Capstone: Production Traffic for Task API
You have learned Gateway API fundamentals, configured Envoy Gateway, written HTTPRoutes, applied rate limiting, set up TLS, implemented traffic splitting, configured autoscaling with KEDA, and explored Envoy AI Gateway for LLM traffic. Each lesson added a pattern to your traffic-engineer skill. Now you will compose all these patterns into a production-ready traffic stack for your Task API.

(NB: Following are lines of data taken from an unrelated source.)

mod cli;
mod commands;
mod config;
mod error;
mod notify;
mod output;

use std::sync::Arc;

use clap::Parser;
use tracing_subscriber::EnvFilter;

use tsplpanel_core::PanelController;

use crate::cli::{Cli, Command};
use crate::commands::Session;
use crate::error::CliError;
use crate::notify::ConsoleNotifier;

#[tokio::main(flavor = "current_thread")]
async fn main() {
    let cli = Cli::parse();

    init_tracing(cli.global.verbose);

    if let Err(err) = run(cli).await {
        let code = err.exit_code();
        eprintln!("{:?}", miette::Report::new(err));
        std::process::exit(code);
    }
}

fn init_tracing(verbosity: u8) {
    let filter = match verbosity {
        0 => "warn",
        1 => "info",
        2 => "debug",
        _ => "trace",
    };

    tracing_subscriber::fmt()
        .with_env_filter(
            EnvFilter::try_from_default_env().unwrap_or_else(|_| EnvFilter::new(filter)),
        )
        .with_writer(std::io::stderr)
        .with_target(false)
        .init();
}

async fn run(cli: Cli) -> Result<(), CliError> {
    let color = output::should_color(cli.global.color);

    match cli.command {
        Command::Completions(args) => {
            use clap::CommandFactory;
            use clap_complete::generate;

            let mut cmd = Cli::command();
            generate(args.shell, &mut cmd, "tsplpanel", &mut std::io::stdout());
            Ok(())
        }

        Command::Config(args) => {
            let cfg = config::load_config_or_default();
            let format = config::output_format(&cli.global, &cfg);
            commands::config_cmd::handle(args, format, cli.global.quiet)
        }

        Command::Harden(args) => {
            let cfg = config::load_config_or_default();
            let format = config::output_format(&cli.global, &cfg);
            let console = ConsoleNotifier::new(color, cli.global.quiet);
            commands::harden::handle(&args, format, cli.global.quiet, &console)
        }

        // Everything else talks to the agent
        cmd => {
            let resolved = config::resolve(&cli.global)?;
            let agent = config::agent_client(&resolved)?;
            let console = Arc::new(ConsoleNotifier::new(color, cli.global.quiet));

            let mut session = Session {
                panel: PanelController::new(Arc::new(agent), console.clone()),
                console,
                format: config::output_format(&cli.global, &resolved.config),
                quiet: cli.global.quiet,
            };

            tracing::debug!(command = ?cmd, url = %resolved.base_url, "dispatching command");
            commands::dispatch(cmd, &mut session).await
        }
    }
}
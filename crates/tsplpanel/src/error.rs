//! CLI error types with miette diagnostics.
//!
//! Maps `CoreError` and `ConfigError` into user-facing errors with
//! actionable help text and stable exit codes.

use miette::Diagnostic;
use thiserror::Error;

use tsplpanel_config::ConfigError;
use tsplpanel_core::CoreError;

pub mod exit_code {
    pub const GENERAL: i32 = 1;
    pub const USAGE: i32 = 2;
    pub const NOT_FOUND: i32 = 4;
    pub const CONNECTION: i32 = 7;
    pub const TIMEOUT: i32 = 8;
}

#[derive(Debug, Error, Diagnostic)]
pub enum CliError {
    // ── Connection ───────────────────────────────────────────────────
    #[error("Could not reach the agent at {url}")]
    #[diagnostic(
        code(tsplpanel::connection_failed),
        help(
            "Check that the USB agent is running and listening.\n\
             URL: {url}\n\
             Override with --agent-url or: tsplpanel config set-url <URL>"
        )
    )]
    ConnectionFailed {
        url: String,
        #[source]
        source: Box<dyn std::error::Error + Send + Sync>,
    },

    #[error("Agent did not answer within {seconds}s")]
    #[diagnostic(
        code(tsplpanel::timeout),
        help("Check the agent and any proxy in front of it.")
    )]
    Timeout { seconds: u64 },

    // ── Agent outcomes ───────────────────────────────────────────────
    #[error("{count} agent operation(s) failed")]
    #[diagnostic(
        code(tsplpanel::operation_failed),
        help("See the messages above. Re-run the command to retry.")
    )]
    OperationFailed { count: usize },

    #[error("{operation} was not attempted")]
    #[diagnostic(
        code(tsplpanel::not_attempted),
        help("See the warning above.")
    )]
    NotAttempted { operation: String },

    #[error("Agent error: {message}")]
    #[diagnostic(code(tsplpanel::agent_error))]
    Agent { message: String },

    // ── Resources ────────────────────────────────────────────────────
    #[error("{resource_type} '{identifier}' not found")]
    #[diagnostic(
        code(tsplpanel::not_found),
        help("Run: tsplpanel {list_command} to see available {resource_type}s")
    )]
    NotFound {
        resource_type: String,
        identifier: String,
        list_command: String,
    },

    // ── Validation ───────────────────────────────────────────────────
    #[error("Invalid value for {field}: {reason}")]
    #[diagnostic(code(tsplpanel::validation))]
    Validation { field: String, reason: String },

    // ── Configuration ────────────────────────────────────────────────
    #[error(transparent)]
    #[diagnostic(
        code(tsplpanel::config),
        help("Inspect the file with: tsplpanel config path")
    )]
    Config(Box<ConfigError>),

    // ── IO ───────────────────────────────────────────────────────────
    #[error(transparent)]
    Io(#[from] std::io::Error),
}

impl From<ConfigError> for CliError {
    fn from(err: ConfigError) -> Self {
        Self::Config(Box::new(err))
    }
}

impl CliError {
    /// Map this error to an exit code for process termination.
    pub fn exit_code(&self) -> i32 {
        match self {
            Self::ConnectionFailed { .. } => exit_code::CONNECTION,
            Self::Timeout { .. } => exit_code::TIMEOUT,
            Self::NotFound { .. } => exit_code::NOT_FOUND,
            Self::Validation { .. } | Self::NotAttempted { .. } => exit_code::USAGE,
            _ => exit_code::GENERAL,
        }
    }
}

// ── CoreError → CliError mapping ─────────────────────────────────────

impl From<CoreError> for CliError {
    fn from(err: CoreError) -> Self {
        match err {
            CoreError::ConnectionFailed { url, reason } => CliError::ConnectionFailed {
                url,
                source: reason.into(),
            },

            CoreError::Timeout { timeout_ms } => CliError::Timeout {
                seconds: timeout_ms.div_ceil(1000),
            },

            CoreError::Validation { message } => CliError::Validation {
                field: "document".into(),
                reason: message,
            },

            CoreError::Config { message } => CliError::Validation {
                field: "agent_base_url".into(),
                reason: message,
            },

            other @ (CoreError::Agent { .. }
            | CoreError::Callback { .. }
            | CoreError::Internal(_)) => CliError::Agent {
                message: other.to_string(),
            },
        }
    }
}
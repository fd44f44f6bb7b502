// ── Guarded request execution ──
//
// Every agent call runs through `Orchestrator::run`: the pending counter is
// bumped before the call starts and released exactly once by a drop guard,
// the call gets a fixed deadline, and its outcome is queued for the owner to
// apply on a later turn. Owner state is never touched from inside a task.

use std::future::Future;
use std::sync::Arc;
use std::time::Duration;

use tokio::sync::{mpsc, watch};
use tracing::{debug, trace, warn};

use crate::error::CoreError;
use crate::notify::{Notifier, OutcomeMessage};
use crate::problem;

/// Deadline for the agent's first (and only) response.
pub const REQUEST_TIMEOUT: Duration = Duration::from_millis(15_000);

/// Shown when [`REQUEST_TIMEOUT`] elapses.
pub const TIMEOUT_MESSAGE: &str = "API timeout. Check agent/proxy.";

// ── Pending counter ──────────────────────────────────────────────

/// Number of orchestrated calls currently in flight.
///
/// Only [`Orchestrator`] can change it. Observers subscribe to drive a
/// loading indicator; `loading == (count > 0)`.
#[derive(Debug, Clone)]
pub struct PendingCounter {
    tx: Arc<watch::Sender<usize>>,
}

impl Default for PendingCounter {
    fn default() -> Self {
        let (tx, _) = watch::channel(0);
        Self { tx: Arc::new(tx) }
    }
}

impl PendingCounter {
    pub fn get(&self) -> usize {
        *self.tx.borrow()
    }

    pub fn is_loading(&self) -> bool {
        self.get() > 0
    }

    pub fn subscribe(&self) -> watch::Receiver<usize> {
        self.tx.subscribe()
    }

    fn enter(&self) -> PendingGuard {
        self.tx.send_modify(|n| *n += 1);
        trace!(pending = self.get(), "pending++");
        PendingGuard {
            counter: self.clone(),
        }
    }

    fn leave(&self) {
        self.tx.send_modify(|n| *n = n.saturating_sub(1));
        trace!(pending = self.get(), "pending--");
    }
}

/// Releases one pending slot when dropped, whichever way the call ended.
#[derive(Debug)]
struct PendingGuard {
    counter: PendingCounter,
}

impl Drop for PendingGuard {
    fn drop(&mut self) {
        self.counter.leave();
    }
}

// ── Orchestrator ─────────────────────────────────────────────────

/// Outcome of one call, applied to owner state on a later turn. Yields the
/// message to notify, if any, or the failure to report.
type Dispatch<S> = Box<dyn FnOnce(&mut S) -> Result<Option<OutcomeMessage>, CoreError> + Send>;

/// Runs agent calls on behalf of an owner holding state `S`.
///
/// Completed calls queue a dispatch; the owner applies them with
/// [`turn`](Self::turn), [`drain`](Self::drain) or [`settle`](Self::settle),
/// so success handlers always run after the turn that delivered the result.
/// Failures are notified and also kept until [`take_failures`](Self::take_failures)
/// collects them, so a caller can tell a timeout from an agent rejection.
/// Spawns onto the ambient tokio runtime; a current-thread runtime gives the
/// single-threaded scheduling the panel expects.
pub struct Orchestrator<S> {
    pending: PendingCounter,
    timeout: Duration,
    notifier: Arc<dyn Notifier>,
    failures: Vec<CoreError>,
    dispatch_tx: mpsc::UnboundedSender<Dispatch<S>>,
    dispatch_rx: mpsc::UnboundedReceiver<Dispatch<S>>,
}

impl<S: Send + 'static> Orchestrator<S> {
    pub fn new(notifier: Arc<dyn Notifier>) -> Self {
        let (dispatch_tx, dispatch_rx) = mpsc::unbounded_channel();
        Self {
            pending: PendingCounter::default(),
            timeout: REQUEST_TIMEOUT,
            notifier,
            failures: Vec::new(),
            dispatch_tx,
            dispatch_rx,
        }
    }

    pub fn pending(&self) -> &PendingCounter {
        &self.pending
    }

    pub fn notifier(&self) -> &Arc<dyn Notifier> {
        &self.notifier
    }

    /// Failures reported since the last call, oldest first.
    pub fn take_failures(&mut self) -> Vec<CoreError> {
        std::mem::take(&mut self.failures)
    }

    /// Start a guarded call.
    ///
    /// `start` builds the request. If it fails, the pending slot is released
    /// at once and the failure is notified and kept immediately; nothing is
    /// queued.
    /// Otherwise the call runs in the background under the deadline and its
    /// outcome is queued: `on_success` on success, an error notification on
    /// failure or timeout. An `Err` from `on_success` becomes an error
    /// notification. Nothing is retried.
    pub fn run<T, Fut, Start, OnOk>(
        &mut self,
        operation: &'static str,
        start: Start,
        on_success: OnOk,
    ) where
        Start: FnOnce() -> Result<Fut, CoreError>,
        Fut: Future<Output = Result<T, CoreError>> + Send + 'static,
        T: Send + 'static,
        OnOk: FnOnce(&mut S, T) -> Result<Option<OutcomeMessage>, CoreError> + Send + 'static,
    {
        let guard = self.pending.enter();

        let call = match start() {
            Ok(call) => call,
            Err(err) => {
                drop(guard);
                warn!(operation, error = %err, "request could not be started");
                self.fail(err);
                return;
            }
        };

        let deadline = self.timeout;
        let dispatch_tx = self.dispatch_tx.clone();

        tokio::spawn(async move {
            let outcome = tokio::time::timeout(deadline, call).await;

            let dispatch: Dispatch<S> = match outcome {
                Ok(Ok(value)) => {
                    debug!(operation, "request succeeded");
                    Box::new(move |state: &mut S| {
                        on_success(state, value).inspect_err(|err| {
                            warn!(operation, error = %err, "success handler failed");
                        })
                    })
                }
                Ok(Err(err)) => {
                    warn!(operation, error = %err, "request failed");
                    Box::new(move |_: &mut S| Err(err))
                }
                Err(_) => {
                    warn!(operation, timeout = ?deadline, "request timed out");
                    let timeout_ms = u64::try_from(deadline.as_millis()).unwrap_or(u64::MAX);
                    Box::new(move |_: &mut S| Err(CoreError::Timeout { timeout_ms }))
                }
            };

            // Queue before releasing the slot so an owner that sees zero
            // pending also sees this outcome. The owner may have gone away;
            // the outcome then has nowhere to land.
            let _ = dispatch_tx.send(dispatch);
            drop(guard);
        });
    }

    /// Wait for the next queued outcome and apply it.
    ///
    /// Waits indefinitely when nothing is in flight.
    pub async fn turn(&mut self, state: &mut S) {
        if let Some(dispatch) = self.dispatch_rx.recv().await {
            self.apply(dispatch, state);
        }
    }

    /// Apply every outcome already queued without waiting. Returns how many
    /// were applied.
    pub fn drain(&mut self, state: &mut S) -> usize {
        let mut applied = 0;
        while let Ok(dispatch) = self.dispatch_rx.try_recv() {
            self.apply(dispatch, state);
            applied += 1;
        }
        applied
    }

    /// Apply outcomes until nothing is in flight and nothing is queued.
    pub async fn settle(&mut self, state: &mut S) {
        loop {
            self.drain(state);
            if self.pending.get() == 0 {
                // Outcomes are queued before their slot is released.
                self.drain(state);
                break;
            }
            self.turn(state).await;
        }
    }

    fn apply(&mut self, dispatch: Dispatch<S>, state: &mut S) {
        match dispatch(state) {
            Ok(Some(message)) => self.notifier.notify(message),
            Ok(None) => {}
            Err(err) => self.fail(err),
        }
    }

    fn fail(&mut self, err: CoreError) {
        self.notifier.notify(OutcomeMessage::err(failure_text(&err)));
        self.failures.push(err);
    }
}

/// Notification text for a failed call. Timeouts, whether from the deadline
/// or the transport, share one fixed message.
fn failure_text(err: &CoreError) -> String {
    match err {
        CoreError::Timeout { .. } => TIMEOUT_MESSAGE.to_owned(),
        other => problem::extract(&other.failure_value()),
    }
}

This capstone follows the specification-first approach. You will write a specification defining what "production-ready" means for your deployment, then use your traffic-engineer skill to generate configurations that meet those criteria. The goal is not just working configuration—it is configuration you can validate, defend, and evolve.
By the end, you will have a complete traffic engineering stack protecting your Task API: external access through Gateway, rate limiting per user, TLS termination, and autoscaling based on demand. You will also finalize your traffic-engineer skill as a reusable component for any future AI agent deployment.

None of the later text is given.